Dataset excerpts
+ + + +
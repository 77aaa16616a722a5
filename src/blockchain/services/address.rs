// src/blockchain/services/address.rs

use starknet::core::{types::Felt, utils::get_contract_address};

use crate::blockchain::models::{parse_felt, AccountTemplate, PrecomputedAddress};
use crate::provisioning::error::ProvisioningError;

/// Deployer address used by self-deploying accounts.
pub const CANONICAL_DEPLOYER: Felt = Felt::ZERO;

/// Computes where an account will land before it exists on chain.
pub trait AddressPrecomputer: Send + Sync {
    fn precompute(
        &self,
        public_key: Felt,
        template: &AccountTemplate,
        extra_constructor_args: &[Felt],
    ) -> Result<PrecomputedAddress, ProvisioningError>;
}

/// Starknet address derivation: pedersen chain over
/// (prefix, deployer, salt, class hash, calldata hash), with the public key as
/// salt and the zero deployer. Pure, no network access.
#[derive(Debug, Clone, Default)]
pub struct StarkAddressPrecomputer;

impl StarkAddressPrecomputer {
    pub fn new() -> Self {
        Self
    }
}

impl AddressPrecomputer for StarkAddressPrecomputer {
    fn precompute(
        &self,
        public_key: Felt,
        template: &AccountTemplate,
        extra_constructor_args: &[Felt],
    ) -> Result<PrecomputedAddress, ProvisioningError> {
        let class_hash = parse_felt(template.class_hash)
            .map_err(|e| ProvisioningError::InvalidTemplate(format!("class hash {}", e)))?;
        if class_hash == Felt::ZERO {
            return Err(ProvisioningError::InvalidTemplate(
                "class hash must not be zero".to_string(),
            ));
        }

        let calldata = (template.constructor_args)(public_key, extra_constructor_args);
        let address = get_contract_address(public_key, class_hash, &calldata, CANONICAL_DEPLOYER);

        Ok(PrecomputedAddress {
            address,
            template: *template,
            public_key,
        })
    }
}
// src/blockchain/services/deployment.rs

use std::time::Duration;

use anyhow::Context;
use async_trait::async_trait;
use reqwest::Client;
use secrecy::{ExposeSecret, SecretString};
use serde_json::{json, Value};
use tracing::{info, warn};
use url::Url;

use crate::blockchain::models::{to_hex, DeployOutcome, DeployPayload};
use crate::provisioning::error::ProvisioningError;

pub const CALL_DATA_PATH: &str = "/api/wallet/call_data";

/// Remote service that turns a funded precomputed address into a deployed account.
#[async_trait]
pub trait DeploymentService: Send + Sync {
    async fn request_deploy(&self, payload: &DeployPayload)
        -> Result<DeployOutcome, ProvisioningError>;
}

/// Talks to the deployment endpoint over HTTP with an `x-api-key` header.
#[derive(Clone)]
pub struct HttpDeploymentRequester {
    client: Client,
    endpoint: Url,
    api_key: SecretString,
}

impl HttpDeploymentRequester {
    pub fn new(endpoint: Url, api_key: SecretString, timeout: Duration) -> anyhow::Result<Self> {
        let client = Client::builder()
            .timeout(timeout)
            .build()
            .context("Failed to build deployment HTTP client")?;
        Ok(Self {
            client,
            endpoint,
            api_key,
        })
    }

    fn call_data_url(&self) -> String {
        format!("{}{}", self.endpoint.as_str().trim_end_matches('/'), CALL_DATA_PATH)
    }
}

#[async_trait]
impl DeploymentService for HttpDeploymentRequester {
    async fn request_deploy(
        &self,
        payload: &DeployPayload,
    ) -> Result<DeployOutcome, ProvisioningError> {
        info!(
            "Requesting {} account deployment at {}",
            payload.kind,
            to_hex(&payload.precomputed_address)
        );

        let resp = self
            .client
            .post(self.call_data_url())
            .header("x-api-key", self.api_key.expose_secret())
            .json(&json!({ "request": payload.command() }))
            .send()
            .await
            .map_err(|e| {
                let cause = if e.is_timeout() {
                    "request timed out".to_string()
                } else {
                    e.without_url().to_string()
                };
                ProvisioningError::DeploymentUnavailable(cause)
            })?;

        let http_status = resp.status();
        let text = resp
            .text()
            .await
            .map_err(|e| ProvisioningError::DeploymentUnavailable(e.without_url().to_string()))?;

        let body: Option<Value> = serde_json::from_str(&text).ok();
        if !http_status.is_success() {
            let reason = body
                .as_ref()
                .and_then(failure_reason)
                .unwrap_or_else(|| format!("HTTP {}: {}", http_status, text.trim()));
            warn!("Deployment endpoint answered {}", http_status);
            return Err(ProvisioningError::DeploymentRejected(reason));
        }

        let body = body.ok_or_else(|| {
            ProvisioningError::MalformedResponse(format!("response is not JSON: {}", text.trim()))
        })?;
        interpret_response(&body)
    }
}

/// Maps a decoded response body to an outcome. `"failure"` is a rejection,
/// any other status must carry both the address and the hash.
pub fn interpret_response(body: &Value) -> Result<DeployOutcome, ProvisioningError> {
    let status = body
        .get("status")
        .and_then(Value::as_str)
        .ok_or_else(|| ProvisioningError::MalformedResponse("missing 'status' field".to_string()))?;

    if status == "failure" {
        let reason = failure_reason(body).unwrap_or_else(|| status.to_string());
        return Err(ProvisioningError::DeploymentRejected(reason));
    }

    let field = |name: &str| {
        body.get(name)
            .and_then(Value::as_str)
            .filter(|s| !s.trim().is_empty())
            .map(str::to_string)
            .ok_or_else(|| {
                ProvisioningError::MalformedResponse(format!(
                    "status '{}' without '{}' field",
                    status, name
                ))
            })
    };

    Ok(DeployOutcome {
        contract_address: field("contract_address")?,
        transaction_hash: field("transaction_hash")?,
    })
}

fn failure_reason(body: &Value) -> Option<String> {
    ["error", "message"]
        .iter()
        .find_map(|key| body.get(*key).and_then(Value::as_str))
        .map(str::to_string)
}
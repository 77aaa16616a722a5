// src/blockchain/mod.rs

pub mod client;
pub use client::StarknetRpcClient;

pub mod models;
pub mod services;
pub mod wallet;
pub mod wallet_locks;

pub use starknet::core::types::Felt;
//! # MCP Handler Module
//!
//! This module implements the Model Context Protocol (MCP) for the Starknet
//! provisioning server. It handles incoming MCP requests and dispatches them
//! to the account tools.
//!
//! ## Supported Tools
//!
//! - `create_account` - Generate keys and the precomputed address of a new account
//! - `deploy_account` - Fund and deploy an account, optionally from `create_account` output
//! - `precompute_account_address` - Derive the address an account would deploy to

use crate::{
    api::account::{self, CreateAccountRequest, DeployAccountRequest, ToolError},
    blockchain::models::{parse_felt, to_hex, AccountKind},
    mcp::protocol::{error_codes, Request, Response},
    utils, AppState,
};
use serde_json::{json, Value};
use tracing::{error, info};

// Helper: produce a result Value that always contains a text content array
// and preserves structured data for JSON-friendly clients.
fn make_texty_result(text: String, payload: Value) -> Value {
    let content = json!([{ "type": "text", "text": text }]);
    match payload {
        Value::Object(mut map) => {
            // Do not overwrite if caller already set content
            if !map.contains_key("content") {
                map.insert("content".into(), content);
            }
            Value::Object(map)
        }
        other => json!({
            "data": other,
            "content": content
        }),
    }
}

fn tool_error(req_id: &Value, err: ToolError) -> Response {
    Response::error(req_id.clone(), err.rpc_code(), err.to_string())
}

/// This is the main dispatcher for all incoming MCP requests.
pub async fn handle_mcp_request(req: Request, state: AppState) -> Option<Response> {
    info!("Handling MCP request for method: {}", req.method);

    if req.is_notification() {
        return None;
    }

    let response = match req.method.as_str() {
        "initialize" => handle_initialize(&req),
        "tools/list" => handle_tools_list(&req),
        "tools/call" => handle_tool_call(req, state).await,
        // Direct method calls are rewritten into tools/call
        "create_account" | "deploy_account" | "precompute_account_address" => {
            let name = req.method.clone();
            let wrapped = Request {
                jsonrpc: req.jsonrpc.clone(),
                id: req.id.clone(),
                method: "tools/call".to_string(),
                params: Some(json!({
                    "name": name,
                    "arguments": req.params.clone().unwrap_or_else(|| json!({}))
                })),
            };
            handle_tool_call(wrapped, state).await
        }
        _ => Response::error(
            req.id,
            error_codes::METHOD_NOT_FOUND,
            format!("Method not found: {}", req.method),
        ),
    };

    Some(response)
}

/// Handles a 'tools/call' request by dispatching it to the correct tool logic.
async fn handle_tool_call(req: Request, state: AppState) -> Response {
    let params = match req.params.as_ref() {
        Some(p) => p,
        None => {
            return Response::error(
                req.id,
                error_codes::INVALID_PARAMS,
                "Missing 'params' object".into(),
            )
        }
    };

    let tool_name = match params.get("name").and_then(|n| n.as_str()) {
        Some(name) => name,
        None => {
            return Response::error(
                req.id,
                error_codes::INVALID_PARAMS,
                "Missing 'name' field in params".into(),
            )
        }
    };

    let empty_args = json!({});
    let args = params.get("arguments").unwrap_or(&empty_args);
    let req_id = &req.id;

    match tool_name {
        "create_account" => {
            let res: Result<Response, Response> = (async {
                let input = CreateAccountRequest {
                    account_type: utils::get_required_arg(args, "account_type", req_id)?,
                    guardian: utils::get_optional_str(args, "guardian"),
                };
                let payload =
                    account::create_account(&state, &input).map_err(|e| tool_error(req_id, e))?;
                let summary = format!(
                    "Created {} account. Public key {}, private key {}, precalculated address {}. \
                     Pass these to deploy_account to fund and deploy it.",
                    payload["wallet"].as_str().unwrap_or_default(),
                    payload["new_account_publickey"].as_str().unwrap_or_default(),
                    payload["new_account_privatekey"].as_str().unwrap_or_default(),
                    payload["precalculate_address"].as_str().unwrap_or_default(),
                );
                Ok(Response::success(
                    req_id.clone(),
                    make_texty_result(summary, payload),
                ))
            })
            .await;
            res.unwrap_or_else(|err_resp| err_resp)
        }
        "deploy_account" => {
            let res: Result<Response, Response> = (async {
                let input = DeployAccountRequest {
                    account_type: utils::get_required_arg(args, "account_type", req_id)?,
                    public_key: utils::get_optional_str(args, "public_key"),
                    private_key: utils::get_optional_str(args, "private_key"),
                    precalculate_address: utils::get_optional_str(args, "precalculate_address"),
                    guardian: utils::get_optional_str(args, "guardian"),
                    funding_amount: utils::get_optional_str(args, "funding_amount"),
                    retry_deployment: args
                        .get("retry_deployment")
                        .and_then(Value::as_bool)
                        .unwrap_or(false),
                };
                let report = account::deploy_account(&state, &input)
                    .await
                    .map_err(|e| tool_error(req_id, e))?;

                let mut payload = report.to_json();
                if !report.result.is_success() {
                    payload["isError"] = json!(true);
                }
                Ok(Response::success(
                    req_id.clone(),
                    make_texty_result(report.result.to_string(), payload),
                ))
            })
            .await;
            res.unwrap_or_else(|err_resp| err_resp)
        }
        "precompute_account_address" => {
            let res: Result<Response, Response> = (async {
                let account_type: String = utils::get_required_arg(args, "account_type", req_id)?;
                let public_key: String = utils::get_required_arg(args, "public_key", req_id)?;
                let invalid = |msg: String| {
                    Response::error(req_id.clone(), error_codes::INVALID_PARAMS, msg)
                };

                let kind: AccountKind = account_type.parse().map_err(invalid)?;
                let public_key =
                    parse_felt(&public_key).map_err(|e| invalid(format!("public_key: {}", e)))?;
                let extra = match utils::get_optional_str(args, "guardian") {
                    Some(g) => {
                        vec![parse_felt(&g).map_err(|e| invalid(format!("guardian: {}", e)))?]
                    }
                    None => Vec::new(),
                };

                let precomputed = state
                    .precomputer
                    .precompute(public_key, &kind.template(), &extra)
                    .map_err(|e| {
                        error!("Address precomputation failed: {}", e);
                        Response::error(req_id.clone(), error_codes::INTERNAL_ERROR, e.to_string())
                    })?;

                let address = to_hex(&precomputed.address);
                Ok(Response::success(
                    req_id.clone(),
                    make_texty_result(
                        format!("The {} account for this key deploys to {}", kind, address),
                        json!({
                            "wallet": kind.label(),
                            "class_hash": precomputed.template.class_hash,
                            "precalculate_address": address,
                        }),
                    ),
                ))
            })
            .await;
            res.unwrap_or_else(|err_resp| err_resp)
        }
        _ => Response::error(
            req_id.clone(),
            error_codes::METHOD_NOT_FOUND,
            format!("Tool not found: {}", tool_name),
        ),
    }
}

/// Handles the 'initialize' request.
fn handle_initialize(req: &Request) -> Response {
    let server_info = json!({
        "name": "starknet_provision_mcp",
        "version": env!("CARGO_PKG_VERSION")
    });
    let capabilities = json!({ "tools": { "listChanged": false } });
    let instructions =
        "Starknet account provisioning server. Creates OpenZeppelin and Argent accounts, funds them from the server wallet and deploys them.";

    Response::success(
        req.id.clone(),
        json!({
            "serverInfo": server_info,
            "protocolVersion": "2025-06-18",
            "capabilities": capabilities,
            "instructions": instructions
        }),
    )
}

/// Handles the 'tools/list' request by returning a JSON definition of all available tools.
fn handle_tools_list(req: &Request) -> Response {
    let tools = json!([
        {
            "name": "create_account",
            "description": "Generate a new Starknet account key pair and its precalculated address. Nothing is sent on chain; call deploy_account with the returned values to deploy it.",
            "inputSchema": {
                "type": "object",
                "properties": {
                    "account_type": {"type": "string", "description": "'openzeppelin' or 'argent'"},
                    "guardian": {"type": "string", "description": "Argent guardian public key (optional, defaults to none)"}
                },
                "required": ["account_type"],
                "additionalProperties": false
            }
        },
        {
            "name": "deploy_account",
            "description": "Fund a Starknet account address from the server wallet, wait for the transfer to settle, then deploy the account. Without credentials a fresh key pair is generated. An address is only ever funded once; if deployment failed after funding, call again with the same credentials and retry_deployment set to true.",
            "inputSchema": {
                "type": "object",
                "properties": {
                    "account_type": {"type": "string", "description": "'openzeppelin' or 'argent'"},
                    "public_key": {"type": "string", "description": "Public key returned by create_account"},
                    "private_key": {"type": "string", "description": "Private key returned by create_account"},
                    "precalculate_address": {"type": "string", "description": "Address returned by create_account"},
                    "funding_amount": {"type": "string", "description": "Amount in token base units (optional, server default otherwise)"},
                    "retry_deployment": {"type": "boolean", "description": "Only resubmit the deployment for credentials that were already funded (optional, defaults to false)"}
                },
                "required": ["account_type"],
                "additionalProperties": false
            }
        },
        {
            "name": "precompute_account_address",
            "description": "Compute the address an OpenZeppelin or Argent account would deploy to for a given public key.",
            "inputSchema": {
                "type": "object",
                "properties": {
                    "account_type": {"type": "string", "description": "'openzeppelin' or 'argent'"},
                    "public_key": {"type": "string", "description": "0x-prefixed Stark public key"},
                    "guardian": {"type": "string", "description": "Argent guardian public key (optional)"}
                },
                "required": ["account_type", "public_key"],
                "additionalProperties": false
            }
        }
    ]);

    Response::success(req.id.clone(), json!({ "tools": tools }))
}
+ + + +
(HOW TO COMPLETE THIS TASK)
Please output exactly the lines between the one holding "Talks to the" and the one holding "to build deployment" in the records above, inclusive, and nothing more.

(WRITTEN RESPONSE)
/// Talks to the deployment endpoint over HTTP with an `x-api-key` header.
#[derive(Clone)]
pub struct HttpDeploymentRequester {
    client: Client,
    endpoint: Url,
    api_key: SecretString,
}

impl HttpDeploymentRequester {
    pub fn new(endpoint: Url, api_key: SecretString, timeout: Duration) -> anyhow::Result<Self> {
        let client = Client::builder()
            .timeout(timeout)
            .build()
            .context("Failed to build deployment HTTP client")?;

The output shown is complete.